Толстую иглу для этого пришлось просить у Розалии Борисовны, матери Фриды, уехавшей с утра на целый день к сестре Розе. Белокурая Розалия Борисовна принесла иглу и даже моток суровых ниток, но не удержалась, чтобы не сделать замечания инженеру, который не сумел сохранить от порчи такую ценную вещь.
И с первых же слов она, имевшая в своей лавке не так давно еще дело с книгами, которые покупали у школьников в начале лета, чтобы перепродать потом другим школьникам осенью, перешла на книги:
— Я, когда была еще лет семи, ну, может, восьми только, я взяла краски на картонке, и я взяла кисточку, — а слюни у меня были, конечно, свои, — и я взяла у своего папы совсем новую книгу и всю ее раскрасила этими самыми красками. А уж за это меня мой папа так раскрасил, что я даже две недели потом сидеть не могла… Так что даже потом, когда мы с мамой пошли в баню, так ей даже говорят разные знакомые: «Ну-у, уж вы, мадам Мермель, что же это такое? Разве же можно так своего ребенка раскрашивать? Это же называется чистое истязание». И вот я все-таки папу своего любила, а маму нет… Потому что кто же просил папу меня так раскрасить? Ну, конечно же, это мама сама и просила. А сама из дому ушла, чтобы не слышать, как я кричала…

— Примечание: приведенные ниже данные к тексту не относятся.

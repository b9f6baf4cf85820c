//! Database layer with `SeaORM` entities and repositories.
//!
//! This crate provides:
//! - `SeaORM` entity definitions
//! - Repository abstractions for data access
//! - Database migrations

pub mod entities;
pub mod migration;
pub mod repositories;

pub use repositories::{
    DefaultsRepository, NamingRuleRepository, SchemaRepository, TdsRepository, TdsRepositoryError,
};

use khata_shared::config::DatabaseConfig;
use sea_orm::{ConnectOptions, Database, DatabaseConnection, DbErr};

/// Establishes a connection pool to the database.
///
/// # Errors
///
/// Returns an error if the connection cannot be established.
pub async fn connect(config: &DatabaseConfig) -> Result<DatabaseConnection, DbErr> {
    let mut options = ConnectOptions::new(config.url.clone());
    options
        .max_connections(config.max_connections)
        .min_connections(config.min_connections)
        .sqlx_logging(false);
    Database::connect(options).await
}
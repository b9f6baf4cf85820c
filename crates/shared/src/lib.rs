//! Shared types, errors, and configuration for Khata.
//!
//! This crate provides common types used across all other crates:
//! - Schema capability flags resolved once at startup
//! - Application-wide error types
//! - Configuration management

pub mod config;
pub mod error;
pub mod types;

pub use config::AppConfig;
pub use error::AppError;
pub use types::TaxIdField;
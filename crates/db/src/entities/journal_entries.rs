//! `SeaORM` Entity for journal_entries table.

use sea_orm::entity::prelude::*;
use serde::{Deserialize, Serialize};

#[derive(Clone, Debug, PartialEq, DeriveEntityModel, Eq, Serialize, Deserialize)]
#[sea_orm(table_name = "journal_entries")]
pub struct Model {
    #[sea_orm(primary_key, auto_increment = false)]
    pub name: String,
    pub company: String,
    pub posting_date: Date,
    pub tax_withholding_category: Option<String>,
    pub created_at: DateTimeWithTimeZone,
}

#[derive(Copy, Clone, Debug, EnumIter, DeriveRelation)]
pub enum Relation {
    #[sea_orm(has_many = "super::journal_entry_accounts::Entity")]
    JournalEntryAccounts,
}

impl Related<super::journal_entry_accounts::Entity> for Entity {
    fn to() -> RelationDef {
        Relation::JournalEntryAccounts.def()
    }
}

impl ActiveModelBehavior for ActiveModel {}
//! Ledger migration.
//!
//! Creates accounts, suppliers, vouchers, general ledger entries and the tax
//! withholding masters read by the TDS payable report.

use sea_orm_migration::prelude::*;

#[derive(DeriveMigrationName)]
pub struct Migration;

#[async_trait::async_trait]
impl MigrationTrait for Migration {
    async fn up(&self, manager: &SchemaManager) -> Result<(), DbErr> {
        let db = manager.get_connection();

        // ============================================================
        // PART 1: MASTERS
        // ============================================================
        db.execute_unprepared(ACCOUNTS_SQL).await?;
        db.execute_unprepared(SUPPLIERS_SQL).await?;
        db.execute_unprepared(TAX_WITHHOLDING_SQL).await?;

        // ============================================================
        // PART 2: VOUCHERS
        // ============================================================
        db.execute_unprepared(VOUCHERS_SQL).await?;

        // ============================================================
        // PART 3: GENERAL LEDGER
        // ============================================================
        db.execute_unprepared(GL_ENTRIES_SQL).await?;

        Ok(())
    }

    async fn down(&self, manager: &SchemaManager) -> Result<(), DbErr> {
        let db = manager.get_connection();
        db.execute_unprepared(
            r"
DROP TABLE IF EXISTS gl_entries CASCADE;
DROP TABLE IF EXISTS journal_entry_accounts CASCADE;
DROP TABLE IF EXISTS journal_entries CASCADE;
DROP TABLE IF EXISTS payment_entries CASCADE;
DROP TABLE IF EXISTS purchase_invoices CASCADE;
DROP TABLE IF EXISTS tax_withholding_rates CASCADE;
DROP TABLE IF EXISTS tax_withholding_accounts CASCADE;
DROP TABLE IF EXISTS suppliers CASCADE;
DROP TABLE IF EXISTS accounts CASCADE;
",
        )
        .await?;
        Ok(())
    }
}

const ACCOUNTS_SQL: &str = r"
CREATE TABLE accounts (
    name VARCHAR(140) PRIMARY KEY,
    company VARCHAR(140) NOT NULL,
    is_group BOOLEAN NOT NULL DEFAULT false,
    account_type VARCHAR(64),
    created_at TIMESTAMPTZ NOT NULL DEFAULT now()
);

-- Bank account lookup for counterparty exclusion
CREATE INDEX idx_accounts_type ON accounts(account_type) WHERE is_group = false;
";

const SUPPLIERS_SQL: &str = r"
CREATE TABLE suppliers (
    name VARCHAR(140) PRIMARY KEY,
    supplier_name VARCHAR(140) NOT NULL,
    supplier_type VARCHAR(64),
    supplier_group VARCHAR(140),
    naming_series VARCHAR(64),
    tax_id VARCHAR(64),
    tax_withholding_category VARCHAR(140),
    created_at TIMESTAMPTZ NOT NULL DEFAULT now()
);
";

const TAX_WITHHOLDING_SQL: &str = r"
CREATE TABLE tax_withholding_accounts (
    id UUID PRIMARY KEY DEFAULT gen_random_uuid(),
    category VARCHAR(140) NOT NULL,
    company VARCHAR(140) NOT NULL,
    account VARCHAR(140) NOT NULL REFERENCES accounts(name),
    CONSTRAINT uq_tax_withholding_account UNIQUE (category, company, account)
);

CREATE INDEX idx_tax_withholding_accounts_company ON tax_withholding_accounts(company);

CREATE TABLE tax_withholding_rates (
    id UUID PRIMARY KEY DEFAULT gen_random_uuid(),
    category VARCHAR(140) NOT NULL,
    from_date DATE NOT NULL,
    to_date DATE NOT NULL,
    rate NUMERIC(9, 4) NOT NULL,
    CONSTRAINT chk_rate_dates CHECK (from_date <= to_date),
    CONSTRAINT chk_rate_range CHECK (rate >= 0 AND rate <= 100)
);

CREATE INDEX idx_tax_withholding_rates_period ON tax_withholding_rates(from_date, to_date);
";

const VOUCHERS_SQL: &str = r"
CREATE TABLE purchase_invoices (
    name VARCHAR(140) PRIMARY KEY,
    supplier VARCHAR(140) NOT NULL REFERENCES suppliers(name),
    company VARCHAR(140) NOT NULL,
    posting_date DATE NOT NULL,
    tax_withholding_category VARCHAR(140),
    base_tax_withholding_net_total NUMERIC(18, 6),
    created_at TIMESTAMPTZ NOT NULL DEFAULT now()
);

CREATE TABLE payment_entries (
    name VARCHAR(140) PRIMARY KEY,
    party_type VARCHAR(64),
    party VARCHAR(140),
    company VARCHAR(140) NOT NULL,
    posting_date DATE NOT NULL,
    tax_withholding_category VARCHAR(140),
    created_at TIMESTAMPTZ NOT NULL DEFAULT now()
);

CREATE TABLE journal_entries (
    name VARCHAR(140) PRIMARY KEY,
    company VARCHAR(140) NOT NULL,
    posting_date DATE NOT NULL,
    tax_withholding_category VARCHAR(140),
    created_at TIMESTAMPTZ NOT NULL DEFAULT now()
);

CREATE TABLE journal_entry_accounts (
    id UUID PRIMARY KEY DEFAULT gen_random_uuid(),
    parent VARCHAR(140) NOT NULL REFERENCES journal_entries(name) ON DELETE CASCADE,
    idx INTEGER NOT NULL,
    account VARCHAR(140) NOT NULL,
    party_type VARCHAR(64),
    party VARCHAR(140),
    debit NUMERIC(18, 6) NOT NULL DEFAULT 0,
    credit NUMERIC(18, 6) NOT NULL DEFAULT 0
);

CREATE INDEX idx_journal_entry_accounts_parent ON journal_entry_accounts(parent, idx);
";

const GL_ENTRIES_SQL: &str = r"
CREATE TABLE gl_entries (
    id UUID PRIMARY KEY DEFAULT gen_random_uuid(),
    company VARCHAR(140) NOT NULL,
    posting_date DATE NOT NULL,
    account VARCHAR(140) NOT NULL REFERENCES accounts(name),
    debit NUMERIC(18, 6) NOT NULL DEFAULT 0,
    credit NUMERIC(18, 6) NOT NULL DEFAULT 0,
    voucher_type VARCHAR(64) NOT NULL,
    voucher_no VARCHAR(140) NOT NULL,
    against TEXT,
    party_type VARCHAR(64),
    party VARCHAR(140),
    is_cancelled BOOLEAN NOT NULL DEFAULT false,
    created_at TIMESTAMPTZ NOT NULL DEFAULT now(),
    CONSTRAINT chk_gl_non_negative CHECK (debit >= 0 AND credit >= 0)
);

-- Report selection: account within a date range
CREATE INDEX idx_gl_entries_account_date ON gl_entries(account, posting_date) WHERE is_cancelled = false;

-- All entries of a voucher
CREATE INDEX idx_gl_entries_voucher ON gl_entries(voucher_no) WHERE is_cancelled = false;

-- Supplier filter
CREATE INDEX idx_gl_entries_party ON gl_entries(party, posting_date) WHERE is_cancelled = false;
";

Так тараторя, она помогла Тане выкроить из мешка заплаты, чтобы хватило на все немалые прорехи, а Леня в это время ел яблоки, приготовленные Таней в дорогу.
В одно вялое, мягкое яблоко неглубоко воткнул он, между прочим, иглу, лежавшую около него на столе, и сдавил яблоко в руке. Игла выскочила тут же. Он поглядел на эту огромную иглу с недоумением и воткнул ее снова, поглубже, потом сжал яблоко обеими руками. Игла медленно пошла вверх и выскочила снова.
Розалия Борисовна ушла в свою комнату навести там порядок, а Таня сказала:
— Теперь остается только пришить заплаты, и парус готов… А где иголка?
— Иголка? — переспросил Леня, не выпуская из рук иглы. — Иголка эта оказалась очень умная, и я ее хочу взять себе на память… Она наводит меня на какую-то мысль… Сейчас скажу… Вот видишь, какой эксперимент?.. Я его повторю, чтобы ты видела. Вот я втыкаю иглу в яблоко… Яблоко вялое, мягкое… Давлю, — видишь? Игла выходит. Еще давлю… Игла выскочила. Что это значит?
— Ну-у, пустяки какие! Что значит? Да ведь так и занозу выдавливают из пальца… Давайте, буду шить.